There’s a lot of people now who think that the only way to make money in venture is to have an investment in one or more stand-out successes with exit values of $1bn+, the so called ‘Unicorns‘. The thinking goes that for early stage investors it’s all but impossible to tell which those companies are likely to be, and that the best strategy therefore is to give yourself the maximum chance ending up with a stake in a Unicorn by investing a small amount in a large number of startups. This is sometimes called a ‘spray and pray’ strategy.
At Forward Partners we have a different view.
The first challenge is to the premise that the way to make money in venture is to invest in Unicorns. If you have a small fund then it’s very possible to generate good returns by investing in companies that achieve exits in the £100-500m range.
Let’s run the numbers.
A good fund returns 3x cash-on-cash to it’s investors. If you have a £30m fund (our target) then you need to give £90m back to your investors. Add a bit to cover management fees and you are looking for exit proceeds totalling £100m. If you have 30 companies in your portfolio and 20% of them are hits then you need each of those hits to return £17m on average. That could be six exits at £100m where you have a 20% stake, six at £200m where you have a 10% stake, six at £400m where you have a 5% stake or any combination of the above.
In other words, no need for a Unicorn. We still want to back Unicorns, of course, and many of our investments have that potential, it’s just that we’re not relying on getting lucky.

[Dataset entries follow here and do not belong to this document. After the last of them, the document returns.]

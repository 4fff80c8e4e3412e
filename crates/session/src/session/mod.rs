//! Session trait and implementations.
//!
//! A [`Session`] is an authenticated connection to one remote [`Site`]. The
//! transport behind it (HTTP API, credentials handling, chunked uploads) is
//! the implementation's business; callers only see the four operations below
//! and the [`ErrorKind`](crate::error::ErrorKind) each may fail with.

#[cfg(feature = "mock")]
mod mock;

#[cfg(feature = "mock")]
pub use self::mock::{MockSession, MockSessionFactory};
use crate::error::Result;
use crate::models::{Site, UploadItem};
use crate::progress::Progress;
use async_trait::async_trait;
use std::sync::Arc;

/// Authenticated connection to a remote hosting site.
///
/// Sessions are shared between concurrently running upload tasks, so every
/// method takes `&self` and implementations must be internally synchronised.
///
/// # Cancellation
/// Callers may drop an in-progress [`upload_item`](Self::upload_item) future
/// at any await point to cancel the transfer. Implementations must leave the
/// session usable afterwards.
///
/// # Examples
///
/// ```no_run
/// use pixport_session::{Progress, Session, UploadItem, error::Result};
///
/// async fn upload_once(session: &dyn Session, item: &UploadItem) -> Result<()> {
///     if !session.is_logged_in() {
///         session.login().await?;
///     }
///     session.upload_item(item, &Progress::new()).await?;
///     session.logout().await
/// }
/// ```
#[async_trait]
pub trait Session: Send + Sync {
    /// The site this session is bound to.
    fn site(&self) -> &Site;

    /// Authenticate with the site's configured user.
    ///
    /// Fails with [`NotLoggedIn`](crate::error::ErrorKind::NotLoggedIn) when
    /// the site answered but refused the credentials, and
    /// [`FailedLogin`](crate::error::ErrorKind::FailedLogin) when the login
    /// request itself failed.
    async fn login(&self) -> Result<()>;

    fn is_logged_in(&self) -> bool;

    /// Upload one file, reporting transferred bytes through `progress`.
    ///
    /// Fails with [`NotLoggedIn`](crate::error::ErrorKind::NotLoggedIn) if
    /// the session is not (or no longer) authenticated.
    async fn upload_item(&self, item: &UploadItem, progress: &Progress) -> Result<()>;

    /// Close the session. Logging out of a session that isn't logged in is a
    /// no-op.
    async fn logout(&self) -> Result<()>;
}

pub type SessionHandle = Arc<dyn Session>;

/// Builds a fresh, not-yet-authenticated [`Session`] for a site.
pub trait SessionFactory: Send + Sync {
    fn build(&self, site: &Site) -> SessionHandle;
}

Which brings me to the second challenge, which is with the premise that at the early stage it’s all but impossible to accurately predict which companies are going to succeed and which aren’t. If the definition of success is $10bn+ I can agree, but at lower levels I think skilled investors who stock pick can materially out perform the market average you will get from spray and pray.
When you boil it right down it takes two things to be a skilled investor: smarts and good information. Let’s take the information piece first. If you have been a successful investor for a while then you will have seen lots of companies up close and had a distant connection with many more. You will also be well networked and be amongst the first to hear about new deals and new trends. These amount to substantial information advantages. However, information is only useful if you have the smarts to exploit it properly. That’s partly about the ability to spot patterns, and partly about the discipline to reflect and think deeply about what you are doing.
I like to think that we have the information and the smarts to be good stock pickers, and that we will have enough exits in the £100-500m range to make Forward Partners a great fund. Then, if we have done our job well, there is also a reasonable chance that our best company will turn out to be a Unicorn. Then the fund won’t be great, it will be amazing.